TypeScript vs JavaScript: How to Choose a Language for New and Existing Projects

JavaScript is the standard programming language for the web: it runs in browsers and is widely used on the server through Node.js. TypeScript is JavaScript with an added development-time type system and compiler, which checks your code and transpiles it to plain JavaScript for deployment. 

This article explains

• Typescript vs Javascript differences
• what TypeScript adds on top of JavaScript
• and where each option fits best. 

It also covers how to migrate an existing JavaScript project to TypeScript incrementally.

Core difference between JavaScript and TypeScript 

JavaScript is dynamically typed. The type of a variable is determined at runtime, and the same variable can hold values of different types over time.

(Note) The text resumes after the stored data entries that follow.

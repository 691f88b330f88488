//! Merging of inferred references into declared relationship lists.
//!
//! Each pass is idempotent and never discards declared data: inferred entries
//! are appended to whatever the annotations already stated, with an
//! order-preserving union. The passes must run in the documented order, since
//! the table and module passes depend on fully-populated `dbTables` and
//! `usedModulePaths` state.

use rustc_hash::FxHashMap;

use crate::model::{push_unique, EntityKind, FeatureMapItem, ReferenceAnalysisResult};

/// Run all merge passes over the flat item list.
pub fn merge_references(items: &mut [FeatureMapItem], analysis: &ReferenceAnalysisResult) {
    merge_forward_usage(items, analysis);
    merge_reverse_usage(items, analysis);
    link_table_actions(items);
    link_module_references(items, analysis);
}

/// Pass 1: append each screen/component's own file usage into its
/// `usedComponents` / `usedActions` lists.
pub fn merge_forward_usage(items: &mut [FeatureMapItem], analysis: &ReferenceAnalysisResult) {
    for item in items.iter_mut() {
        if !matches!(item.kind, EntityKind::Screen | EntityKind::Component) {
            continue;
        }
        let Some(usage) = analysis.file_usages.get(&item.path) else {
            continue;
        };
        for name in &usage.used_components {
            push_unique(&mut item.used_components, name);
        }
        for name in &usage.used_actions {
            push_unique(&mut item.used_actions, name);
        }
    }
}

/// Pass 2: for each component/action, translate the files referencing it
/// into the owning screen/component display names and append them to
/// `usedInScreens` / `usedInComponents`.
///
/// The reverse map stores file paths; the relationship fields store entity
/// names, so the path-to-name translation happens here rather than in the
/// analyzer.
pub fn merge_reverse_usage(items: &mut [FeatureMapItem], analysis: &ReferenceAnalysisResult) {
    let owners = owners_by_path(items);
    for item in items.iter_mut() {
        let referencing_files = match item.kind {
            EntityKind::Component => analysis.references.component_to_files.get(&item.name),
            EntityKind::Action => analysis.references.action_to_files.get(&item.name),
            _ => None,
        };
        let Some(referencing_files) = referencing_files else {
            continue;
        };
        for file in referencing_files {
            let Some(file_owners) = owners.get(file) else {
                continue;
            };
            for (kind, name) in file_owners {
                match kind {
                    EntityKind::Screen => push_unique(&mut item.used_in_screens, name),
                    EntityKind::Component => push_unique(&mut item.used_in_components, name),
                    _ => {}
                }
            }
        }
    }
}

/// Pass 3: record which actions touch which tables on the table side.
///
/// Table names are compared case-insensitively because SQL identifiers are
/// frequently cased inconsistently between action annotations and schema
/// definitions.
pub fn link_table_actions(items: &mut [FeatureMapItem]) {
    let actions: Vec<(String, Vec<String>)> = items
        .iter()
        .filter(|item| item.kind == EntityKind::Action && !item.db_tables.is_empty())
        .map(|item| {
            let tables = item.db_tables.iter().map(|t| t.to_lowercase()).collect();
            (item.name.clone(), tables)
        })
        .collect();

    for item in items.iter_mut() {
        if item.kind != EntityKind::Table {
            continue;
        }
        let table_name = item.name.to_lowercase();
        for (action_name, tables) in &actions {
            if tables.iter().any(|t| *t == table_name) {
                push_unique(&mut item.used_in_actions, action_name);
            }
        }
    }
}

/// Pass 4: bidirectional module-to-module linking via resolved import paths.
///
/// For every module whose file imports another module's file path, the
/// source gains the target in `usedModules` and the target gains the source
/// in `usedInModules`, both written in the same pass.
pub fn link_module_references(items: &mut [FeatureMapItem], analysis: &ReferenceAnalysisResult) {
    let module_index: FxHashMap<String, usize> = items
        .iter()
        .enumerate()
        .filter(|(_, item)| item.kind == EntityKind::Module)
        .map(|(idx, item)| (item.path.clone(), idx))
        .collect();

    let mut links: Vec<(usize, usize)> = Vec::new();
    for (source_idx, item) in items.iter().enumerate() {
        if item.kind != EntityKind::Module {
            continue;
        }
        let Some(usage) = analysis.file_usages.get(&item.path) else {
            continue;
        };
        for path in &usage.used_module_paths {
            if let Some(&target_idx) = module_index.get(path) {
                if target_idx != source_idx {
                    links.push((source_idx, target_idx));
                }
            }
        }
    }

    for (source_idx, target_idx) in links {
        let target_name = items[target_idx].name.clone();
        let source_name = items[source_idx].name.clone();
        push_unique(&mut items[source_idx].used_modules, &target_name);
        push_unique(&mut items[target_idx].used_in_modules, &source_name);
    }
}

fn owners_by_path(items: &[FeatureMapItem]) -> FxHashMap<String, Vec<(EntityKind, String)>> {
    let mut owners: FxHashMap<String, Vec<(EntityKind, String)>> = FxHashMap::default();
    for item in items {
        if matches!(item.kind, EntityKind::Screen | EntityKind::Component) {
            owners
                .entry(item.path.clone())
                .or_default()
                .push((item.kind, item.name.clone()));
        }
    }
    owners
}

TypeScript adds a type system that is checked during development. You can declare types explicitly, and the TypeScript compiler verifies that your code follows those types while transpiling it to JavaScript.

For example, this JavaScript code is valid and runs without errors:

let var1 = "Hello";
var1 = 10;
console.log(var1);
The same code in TypeScript can be constrained to a specific type:
let var1: string = "Hello";
var1 = 10;
console.log(var1);

Here, TypeScript reports an error during transpilation because a number is assigned to a variable declared as a string.

This matters because type mismatches often create problems far away from where they were introduced. A value can be assigned in one file, passed through several functions, and only cause a failure when a specific branch runs or when a certain UI state is reached. With plain JavaScript, this kind of issue is typically discovered at runtime. With TypeScript, many of these inconsistencies are detected earlier, while writing and refactoring code.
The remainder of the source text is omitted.